What you will do ->
Copy out each line of the material in which the word "credit" appears.

*** Opening Records to process ***

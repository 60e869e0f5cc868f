//! # Types
//!
//! Shared data structures used across all modules of the CcDAO contract.
//!
//! ## Config / State split
//!
//! A `Project` is stored as two separate ledger entries:
//!
//! - [`ProjectConfig`] — written once at registration; never mutated.
//! - [`ProjectState`] — written on every credit and every allocation.
//!
//! The public API exposes the reconstructed [`Project`] struct.
//!
//! ## Per-project lifecycle
//!
//! ```text
//! Unregistered ──register──► Registered(target)
//!                              │  contributions == allocated
//!                              ▼          ▲
//!                   credit     │          │ allocate
//!                              ▼          │
//!                              contributions > allocated
//! ```
//!
//! There is no terminal state: a project stays allocatable as long as new
//! contributions keep arriving.

use soroban_sdk::{contracttype, Address, String};

use crate::pricer::BondingCurve;

/// Deployment-time configuration, fixed by the constructor.
#[contracttype]
#[derive(Clone, Debug, Eq, PartialEq)]
pub struct DaoConfig {
    /// Human-readable DAO name.
    pub name: String,
    /// Sole account allowed to register projects.
    pub admin: Address,
    /// Asset contract whose units are pooled and released.
    pub token: Address,
    /// Pricing curve used to size every allocation.
    pub curve: BondingCurve,
}

/// Immutable project configuration, written once at registration.
#[contracttype]
#[derive(Clone, Debug, Eq, PartialEq)]
pub struct ProjectConfig {
    pub id: Address,
    pub target: i128,
}

/// Mutable project counters.
#[contracttype]
#[derive(Clone, Debug, Eq, PartialEq)]
pub struct ProjectState {
    pub contributions: i128,
    pub allocated: i128,
}

impl ProjectState {
    pub fn outstanding(&self) -> i128 {
        self.contributions - self.allocated
    }
}

/// Full representation of a funding project.
///
/// Reconstructed from the split `ProjectConfig` + `ProjectState` entries.
#[contracttype]
#[derive(Clone, Debug, Eq, PartialEq)]
pub struct Project {
    /// Project address; also the recipient of every allocation.
    pub id: Address,
    /// Declared funding target. Aspirational: contributions may exceed it.
    pub target: i128,
    /// Cumulative amount attributed to the project.
    pub contributions: i128,
    /// Cumulative amount released to the project.
    pub allocated: i128,
}

impl Project {
    /// Contributions not yet released.
    pub fn outstanding(&self) -> i128 {
        self.contributions - self.allocated
    }

    /// How far contributions still sit below the target (never negative).
    pub fn shortfall(&self) -> i128 {
        if self.contributions >= self.target {
            0
        } else {
            self.target - self.contributions
        }
    }
}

*** Closing Records to process ***

Written answer ->
//! - [`ProjectState`] — written on every credit and every allocation.
//!                   credit     │          │ allocate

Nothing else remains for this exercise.